通常の《四大》エーテル魔法を発動している時のようなシッカリした光では無く、向こうが透けて見えるような透明な光だ。 そして、ロウソクの炎のようにチラチラと揺らめいたり、ボンヤリとした光輪がユラユラと現れたり消えたりする。

――こうして見ると、透視魔法を使っている時の光は、不思議な感じがする……

エメラルドは、その妙に心惹かれる有り様を、じっと眺めていた。この光は青いけれども、ラベンダー色であれば、あの《暁星(エオス)》が、最後の一瞬の中を揺らめいているような感じかも知れない。

やがて、ロドミールは戸惑ったように息を呑み、顔を上げて来た。

「エメラルド、《宿命図》の相が少し不安定なんだけど、それについては何か言われなかったか?」

エメラルドは少し首を傾げた後、すぐにピンと来た。――女性スタッフが、そういう事を説明していた。
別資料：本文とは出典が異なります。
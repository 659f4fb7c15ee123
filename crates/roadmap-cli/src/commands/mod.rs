pub mod compare;
pub mod init;
pub mod questions;
pub mod score;
pub mod show;
pub mod validate;

use anyhow::Result;
use comfy_table::{Cell, Table};

use roadmap_core::report::RecommendationRecord;

/// Print a record in the requested format (`text` or `json`).
pub fn print_record(record: &RecommendationRecord, format: &str) -> Result<()> {
    match format {
        "json" => {
            println!("{}", serde_json::to_string_pretty(record)?);
        }
        "text" => {
            let mut table = Table::new();
            table.set_header(vec!["Domain", "Score", "Level", "Suggested stage"]);

            for (domain, rec) in &record.recommendation.per_domain {
                let raw = record
                    .aggregate
                    .domain_scores
                    .get(domain)
                    .map(|s| format!("{:.0}%", s.raw * 100.0))
                    .unwrap_or_else(|| "-".to_string());
                table.add_row(vec![
                    Cell::new(domain.label()),
                    Cell::new(raw),
                    Cell::new(rec.level),
                    Cell::new(rec.suggested_stage),
                ]);
            }

            println!(
                "{}: {}/{} questions answered ({} strategy)",
                record.assessment.name,
                record.answered,
                record.assessment.question_count,
                record.strategy
            );
            println!("{table}");
            println!(
                "Overall competency: {:.0}%  Spread: {:.2}",
                record.aggregate.meta * 100.0,
                record.aggregate.dispersion
            );
            println!(
                "Recommended stage: {}",
                record.recommendation.recommended_stage
            );
            println!("Confidence: {}%", record.recommendation.confidence);
        }
        other => anyhow::bail!("unknown format: {other} (expected text or json)"),
    }

    Ok(())
}
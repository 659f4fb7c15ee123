//! Small numeric helpers shared by the aggregator and the recommendation engine.

/// Arithmetic mean. Returns 0.0 for an empty slice.
pub fn mean(values: &[f64]) -> f64 {
    if values.is_empty() {
        return 0.0;
    }
    values.iter().sum::<f64>() / values.len() as f64
}

/// Population standard deviation (divides by `n`, not `n - 1`).
///
/// Returns 0.0 for an empty slice.
pub fn population_std_dev(values: &[f64]) -> f64 {
    if values.is_empty() {
        return 0.0;
    }
    let mu = mean(values);
    let variance = values.iter().map(|v| (v - mu).powi(2)).sum::<f64>() / values.len() as f64;
    variance.sqrt()
}

/// Weighted mean of `(value, weight)` pairs.
///
/// Returns `None` when the total weight is not positive.
pub fn weighted_mean<I>(pairs: I) -> Option<f64>
where
    I: IntoIterator<Item = (f64, f64)>,
{
    let (sum, total_weight) = pairs
        .into_iter()
        .fold((0.0f64, 0.0f64), |(sum, total), (value, weight)| {
            (sum + value * weight, total + weight)
        });
    if total_weight > 0.0 {
        Some(sum / total_weight)
    } else {
        None
    }
}
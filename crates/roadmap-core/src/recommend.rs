//! Recommendation engine.
//!
//! Collapses an [`AggregateResult`] into one recommended curriculum stage,
//! a per-domain breakdown, and a confidence percentage.

use std::collections::BTreeMap;

use serde::{Deserialize, Serialize};

use crate::model::{Domain, Level, StageTable, Strategy};
use crate::scoring::AggregateResult;
use crate::statistics::weighted_mean;

/// Lowest confidence ever reported.
pub const MIN_CONFIDENCE: u8 = 20;
/// Highest confidence ever reported.
pub const MAX_CONFIDENCE: u8 = 98;
/// Confidence points deducted per unit of dispersion.
pub const DISPERSION_PENALTY: f64 = 30.0;

/// Per-domain part of a recommendation.
#[derive(Debug, Clone, Copy, PartialEq, Eq, Serialize, Deserialize)]
pub struct DomainRecommendation {
    pub level: Level,
    pub suggested_stage: u8,
}

/// The placement produced for one submission.
#[derive(Debug, Clone, PartialEq, Eq, Serialize, Deserialize)]
pub struct Recommendation {
    /// Entry point into the curriculum.
    pub recommended_stage: u8,
    /// Level and suggested stage for every scored domain.
    pub per_domain: BTreeMap<Domain, DomainRecommendation>,
    /// Confidence percentage, always within `[20, 98]`.
    pub confidence: u8,
}

/// Produce a recommendation from aggregated scores.
///
/// Never fails: levels index the stage triple directly, domains missing from
/// the table use its default triple, and the resulting stage is clamped into
/// the table's range. With no scored domains at all the lower bound of the
/// range is recommended.
pub fn recommend(
    aggregate: &AggregateResult,
    stages: &StageTable,
    strategy: Strategy,
) -> Recommendation {
    let per_domain: BTreeMap<Domain, DomainRecommendation> = aggregate
        .domain_scores
        .iter()
        .map(|(domain, score)| {
            (
                *domain,
                DomainRecommendation {
                    level: score.level,
                    suggested_stage: stages.stage_for(*domain, score.level),
                },
            )
        })
        .collect();

    let recommended_stage = match strategy {
        Strategy::Weighted => weighted_mean(per_domain.iter().map(|(domain, rec)| {
            (f64::from(rec.suggested_stage), aggregate.weight_for(*domain))
        }))
        .map(|avg| stages.range.clamp(avg.round() as i64)),
        Strategy::Conservative => per_domain
            .values()
            .map(|rec| rec.suggested_stage)
            .max()
            .map(|stage| stages.range.clamp(i64::from(stage))),
    }
    .unwrap_or_else(|| stages.range.clamp(i64::from(stages.range.min)));

    let confidence = confidence(aggregate.meta, aggregate.dispersion);

    tracing::debug!(
        %strategy,
        recommended_stage,
        confidence,
        "computed recommendation"
    );

    Recommendation {
        recommended_stage,
        per_domain,
        confidence,
    }
}

/// `clamp(round(meta * 100) - round(dispersion * 30), 20, 98)`.
///
/// Uneven profiles are penalized: a single stage number represents them
/// poorly.
pub fn confidence(meta: f64, dispersion: f64) -> u8 {
    let base = (meta * 100.0).round() as i64;
    let penalty = (dispersion * DISPERSION_PENALTY).round() as i64;
    (base - penalty).clamp(i64::from(MIN_CONFIDENCE), i64::from(MAX_CONFIDENCE)) as u8
}

#[cfg(test)]
mod tests {
    use super::*;
    use crate::scoring::DomainScore;

    fn aggregate_of(scores: &[(Domain, f64, f64)], meta: f64, dispersion: f64) -> AggregateResult {
        AggregateResult {
            domain_scores: scores
                .iter()
                .map(|(d, raw, _)| {
                    (
                        *d,
                        DomainScore {
                            raw: *raw,
                            level: Level::from_raw(*raw),
                        },
                    )
                })
                .collect(),
            domain_weights: scores.iter().map(|(d, _, w)| (*d, *w)).collect(),
            meta,
            dispersion,
        }
    }

    fn two_domain_table() -> StageTable {
        StageTable::default()
            .with_domain(Domain::Algorithms, [1, 4, 7])
            .with_domain(Domain::Databases, [1, 3, 5])
    }

    #[test]
    fn weighted_and_conservative_scenario() {
        let agg = aggregate_of(
            &[(Domain::Algorithms, 1.0, 1.0), (Domain::Databases, 0.0, 1.0)],
            0.5,
            0.5,
        );
        let weighted = recommend(&agg, &two_domain_table(), Strategy::Weighted);
        assert_eq!(weighted.recommended_stage, 4);
        assert_eq!(weighted.confidence, 35);
        assert_eq!(
            weighted.per_domain[&Domain::Algorithms],
            DomainRecommendation {
                level: Level::Advanced,
                suggested_stage: 7
            }
        );
        assert_eq!(weighted.per_domain[&Domain::Databases].suggested_stage, 1);

        let conservative = recommend(&agg, &two_domain_table(), Strategy::Conservative);
        assert_eq!(conservative.recommended_stage, 7);
        assert_eq!(conservative.confidence, 35);
    }

    #[test]
    fn weighted_strategy_respects_domain_weight() {
        // (7*3 + 1*1) / 4 = 5.5, rounds to 6.
        let agg = aggregate_of(
            &[(Domain::Algorithms, 1.0, 3.0), (Domain::Databases, 0.0, 1.0)],
            0.75,
            0.5,
        );
        let rec = recommend(&agg, &two_domain_table(), Strategy::Weighted);
        assert_eq!(rec.recommended_stage, 6);
    }

    #[test]
    fn missing_weight_falls_back_to_one() {
        let mut agg = aggregate_of(
            &[(Domain::Algorithms, 1.0, 1.0), (Domain::Databases, 0.0, 1.0)],
            0.5,
            0.5,
        );
        agg.domain_weights.clear();
        let rec = recommend(&agg, &two_domain_table(), Strategy::Weighted);
        assert_eq!(rec.recommended_stage, 4);
    }

    #[test]
    fn stages_are_clamped_into_range() {
        let table = StageTable::default().with_domain(Domain::Web, [0, 12, 40]);
        let low = aggregate_of(&[(Domain::Web, 0.0, 1.0)], 0.0, 0.0);
        let high = aggregate_of(&[(Domain::Web, 1.0, 1.0)], 1.0, 0.0);
        for strategy in [Strategy::Weighted, Strategy::Conservative] {
            assert_eq!(recommend(&low, &table, strategy).recommended_stage, 1);
            assert_eq!(recommend(&high, &table, strategy).recommended_stage, 8);
        }
    }

    #[test]
    fn unknown_domain_uses_default_triple() {
        let agg = aggregate_of(&[(Domain::Systems, 0.5, 1.0)], 0.5, 0.0);
        let rec = recommend(&agg, &StageTable::default(), Strategy::Weighted);
        assert_eq!(rec.per_domain[&Domain::Systems].suggested_stage, 2);
        assert_eq!(rec.recommended_stage, 2);
    }

    #[test]
    fn no_domains_recommends_lowest_stage() {
        let agg = aggregate_of(&[], 0.0, 0.0);
        for strategy in [Strategy::Weighted, Strategy::Conservative] {
            let rec = recommend(&agg, &StageTable::default(), strategy);
            assert_eq!(rec.recommended_stage, 1);
            assert!(rec.per_domain.is_empty());
            assert_eq!(rec.confidence, MIN_CONFIDENCE);
        }
    }

    #[test]
    fn confidence_is_clamped() {
        assert_eq!(confidence(0.0, 0.0), 20);
        assert_eq!(confidence(1.0, 0.0), 98);
        assert_eq!(confidence(0.5, 0.5), 35);
        assert_eq!(confidence(0.9, 0.1), 87);
        assert_eq!(confidence(0.3, 0.5), 20);
    }
}
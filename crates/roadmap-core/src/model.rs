//! Core data model types for roadmap.
//!
//! These types describe the assessment configuration (question bank and
//! stage table) and the selection strategy. They are plain immutable values:
//! construct them once and pass them into [`crate::scoring::aggregate`] and
//! [`crate::recommend::recommend`].

use std::collections::{BTreeMap, BTreeSet};
use std::fmt;
use std::str::FromStr;

use serde::{Deserialize, Serialize};

use crate::error::ConfigError;

/// A competency category that questions are tagged with.
#[derive(Debug, Clone, Copy, PartialEq, Eq, PartialOrd, Ord, Hash, Serialize, Deserialize)]
#[serde(rename_all = "snake_case")]
pub enum Domain {
    Programming,
    Algorithms,
    DataStructures,
    Databases,
    Web,
    Math,
    Systems,
    MachineLearning,
}

impl Domain {
    /// Every known domain, in declaration order.
    pub const ALL: [Domain; 8] = [
        Domain::Programming,
        Domain::Algorithms,
        Domain::DataStructures,
        Domain::Databases,
        Domain::Web,
        Domain::Math,
        Domain::Systems,
        Domain::MachineLearning,
    ];

    /// Human-readable label for display.
    pub fn label(&self) -> &'static str {
        match self {
            Domain::Programming => "Programming",
            Domain::Algorithms => "Algorithms",
            Domain::DataStructures => "Data Structures",
            Domain::Databases => "Databases",
            Domain::Web => "Web",
            Domain::Math => "Math",
            Domain::Systems => "Systems",
            Domain::MachineLearning => "Machine Learning",
        }
    }
}

impl fmt::Display for Domain {
    fn fmt(&self, f: &mut fmt::Formatter<'_>) -> fmt::Result {
        let name = match self {
            Domain::Programming => "programming",
            Domain::Algorithms => "algorithms",
            Domain::DataStructures => "data_structures",
            Domain::Databases => "databases",
            Domain::Web => "web",
            Domain::Math => "math",
            Domain::Systems => "systems",
            Domain::MachineLearning => "machine_learning",
        };
        f.write_str(name)
    }
}

impl FromStr for Domain {
    type Err = ConfigError;

    fn from_str(s: &str) -> Result<Self, Self::Err> {
        let normalized = s.trim().to_lowercase().replace(['-', ' '], "_");
        match normalized.as_str() {
            "programming" => Ok(Domain::Programming),
            "algorithms" | "algo" => Ok(Domain::Algorithms),
            "data_structures" | "ds" => Ok(Domain::DataStructures),
            "databases" | "db" => Ok(Domain::Databases),
            "web" => Ok(Domain::Web),
            "math" | "mathematics" => Ok(Domain::Math),
            "systems" => Ok(Domain::Systems),
            "machine_learning" | "ml" => Ok(Domain::MachineLearning),
            _ => Err(ConfigError::UnknownDomain(s.to_string())),
        }
    }
}

/// Discretized competency estimate for one domain.
///
/// The numeric level is [`Level::index`]: `Beginner` = 0, `Intermediate` = 1,
/// `Advanced` = 2. Records serialize the lowercase name instead of the number.
#[derive(Debug, Clone, Copy, PartialEq, Eq, PartialOrd, Ord, Hash, Serialize, Deserialize)]
#[serde(rename_all = "lowercase")]
pub enum Level {
    Beginner,
    Intermediate,
    Advanced,
}

impl Level {
    /// Level for a raw score: `round(raw * 2)`.
    ///
    /// Any value below 0.25 (including NaN) maps to `Beginner`, anything at or
    /// above 0.75 to `Advanced`.
    pub fn from_raw(raw: f64) -> Self {
        match (raw * 2.0).round() as i64 {
            i64::MIN..=0 => Level::Beginner,
            1 => Level::Intermediate,
            _ => Level::Advanced,
        }
    }

    /// Position of this level in a stage triple (0, 1, or 2).
    pub fn index(&self) -> usize {
        match self {
            Level::Beginner => 0,
            Level::Intermediate => 1,
            Level::Advanced => 2,
        }
    }
}

impl fmt::Display for Level {
    fn fmt(&self, f: &mut fmt::Formatter<'_>) -> fmt::Result {
        match self {
            Level::Beginner => write!(f, "beginner"),
            Level::Intermediate => write!(f, "intermediate"),
            Level::Advanced => write!(f, "advanced"),
        }
    }
}

/// A single assessment item.
#[derive(Debug, Clone, PartialEq, Serialize, Deserialize)]
pub struct Question {
    /// Competency domain this question measures.
    pub domain: Domain,
    /// Importance weight. Must be positive.
    pub weight: f64,
    /// The question text shown to the learner.
    #[serde(default)]
    pub prompt: String,
    /// Response labels in ascending skill order (options 0, 1, 2).
    pub options: [String; 3],
}

/// Ordered list of questions. A question's identity is its index.
#[derive(Debug, Clone, Default, PartialEq, Serialize, Deserialize)]
#[serde(transparent)]
pub struct QuestionBank {
    pub questions: Vec<Question>,
}

impl QuestionBank {
    pub fn new(questions: Vec<Question>) -> Self {
        Self { questions }
    }

    pub fn len(&self) -> usize {
        self.questions.len()
    }

    pub fn is_empty(&self) -> bool {
        self.questions.is_empty()
    }

    pub fn get(&self, index: usize) -> Option<&Question> {
        self.questions.get(index)
    }

    pub fn iter(&self) -> std::slice::Iter<'_, Question> {
        self.questions.iter()
    }

    /// Distinct domains referenced by at least one question.
    pub fn domains(&self) -> BTreeSet<Domain> {
        self.questions.iter().map(|q| q.domain).collect()
    }
}

/// Inclusive bounds for stage identifiers.
#[derive(Debug, Clone, Copy, PartialEq, Eq, Serialize, Deserialize)]
pub struct StageRange {
    pub min: u8,
    pub max: u8,
}

impl StageRange {
    /// Clamp a stage into `[min, max]`. Never panics, even for an inverted range.
    pub fn clamp(&self, stage: i64) -> u8 {
        let clamped = stage.min(i64::from(self.max)).max(i64::from(self.min));
        clamped.clamp(0, i64::from(u8::MAX)) as u8
    }

    pub fn contains(&self, stage: u8) -> bool {
        (self.min..=self.max).contains(&stage)
    }
}

impl Default for StageRange {
    fn default() -> Self {
        Self { min: 1, max: 8 }
    }
}

/// Maps each domain to the stages suggested for levels 0, 1 and 2.
#[derive(Debug, Clone, PartialEq, Serialize, Deserialize)]
pub struct StageTable {
    /// Valid stage range; computed stages are clamped into it.
    #[serde(default)]
    pub range: StageRange,
    /// Triple used for domains absent from `domains`.
    #[serde(default = "default_stage_triple")]
    pub default_stages: [u8; 3],
    /// Per-domain triples.
    #[serde(default)]
    pub domains: BTreeMap<Domain, [u8; 3]>,
}

fn default_stage_triple() -> [u8; 3] {
    [1, 2, 3]
}

impl Default for StageTable {
    fn default() -> Self {
        Self {
            range: StageRange::default(),
            default_stages: default_stage_triple(),
            domains: BTreeMap::new(),
        }
    }
}

impl StageTable {
    /// The stage triple for a domain, falling back to the default triple.
    pub fn stages_for(&self, domain: Domain) -> [u8; 3] {
        self.domains
            .get(&domain)
            .copied()
            .unwrap_or(self.default_stages)
    }

    /// The stage suggested for a domain at a given level.
    pub fn stage_for(&self, domain: Domain, level: Level) -> u8 {
        self.stages_for(domain)[level.index().min(2)]
    }

    /// Builder-style helper for setting one domain's triple.
    pub fn with_domain(mut self, domain: Domain, stages: [u8; 3]) -> Self {
        self.domains.insert(domain, stages);
        self
    }
}

/// How per-domain suggested stages collapse into one recommended stage.
#[derive(Debug, Clone, Copy, Default, PartialEq, Eq, Hash, Serialize, Deserialize)]
#[serde(rename_all = "lowercase")]
pub enum Strategy {
    /// Weight-averaged suggested stage, rounded.
    #[default]
    Weighted,
    /// The highest suggested stage across domains.
    Conservative,
}

impl fmt::Display for Strategy {
    fn fmt(&self, f: &mut fmt::Formatter<'_>) -> fmt::Result {
        match self {
            Strategy::Weighted => write!(f, "weighted"),
            Strategy::Conservative => write!(f, "conservative"),
        }
    }
}

impl FromStr for Strategy {
    type Err = ConfigError;

    fn from_str(s: &str) -> Result<Self, Self::Err> {
        match s.trim().to_lowercase().as_str() {
            "weighted" | "average" => Ok(Strategy::Weighted),
            "conservative" | "max" => Ok(Strategy::Conservative),
            _ => Err(ConfigError::UnknownStrategy(s.to_string())),
        }
    }
}

/// A complete assessment: the question bank plus the stage table it maps onto.
#[derive(Debug, Clone, PartialEq, Serialize, Deserialize)]
pub struct Assessment {
    /// Unique identifier for this assessment.
    pub id: String,
    /// Human-readable name.
    pub name: String,
    /// Description of this assessment.
    #[serde(default)]
    pub description: String,
    /// The questions, in presentation order.
    pub bank: QuestionBank,
    /// Stage lookup for the recommendation engine.
    pub stages: StageTable,
}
「ああ……あの青い円盤装置の副作用みたい。限界近くまでエーテル流束を加速したから、そのせいでグラグラしてるって説明を受けたの。 次の『バーサーク危険日』までに《宿命図》が安定するかどうか分からないから、念のため拘束具を着けておく事になるみたい。知らない事って一杯ある物なのね」

ロドミールは、はたと気が付いたように「あぁ、そうだった」と言いながら頭に手をやった。どうやら、他にも考える事で頭が一杯で、失念していたらしい。

「出張から戻ったら戻ったで、忙しいんじゃ無い? ロドミールこそ、無理はダメよ」

「私は大丈夫だよ。忘れてないかな、エメラルドは今、重傷者の筈なんだが」

エメラルドは、思わず吹き出し笑いをした。――と。不意に真昼の鐘の音が耳に飛び込んで来た。

「もう真昼の刻ね。ロドミールは昼食は、まだ?」

「まだなんだけどね。この後、すぐ用件があるから、また出掛けないと」

ロドミールは暫しエメラルドの髪を触れた後、「じゃ、また後でね」と言い残して、個室を出て行った。

――カシャン。

まだ続いている真昼時の鐘の音の中、エメラルドの耳は、聞き慣れない物音を捉えた。

(長持から、何かが落ちた……?)

エメラルドは野営ティーセットを片付けた後、長持の周りを調べ始めた。物音の正体は、すぐに見つかった。ロドミールの落とし物だ――エメラルドは、それを拾い上げた。

神殿の一角にある『上級占術・匿名相談コーナー』の割当チケット――「未使用」。

割当チケットを眺めているうちに、エメラルドの脳内に、数年前の記憶がよみがえった。 交際期間が長くなり、そろそろ《宝珠》適合率を見てもらおうという事で、当時はまだ下級魔法神官だったロドミールと一緒に、恋愛相談に行った時の記憶だ。

(確か、ロドミールとの《宝珠》適合率は50%――親友ラインだったけど、じっくり考えて交際すれば、80%まで適合していく筈だから、大丈夫だろう、と言われたんだった……)

いずれにせよ「未使用」チケットだ。割り当てられた日時は、2週間後の午後の刻となっている。倍率が高いから、入手するのは意外に大変な筈だ。 ロドミールの物か、ロドミールに預けた他人の物かはともかく、「大事な忘れ物ですよ」という一報は入れておくべきだろう。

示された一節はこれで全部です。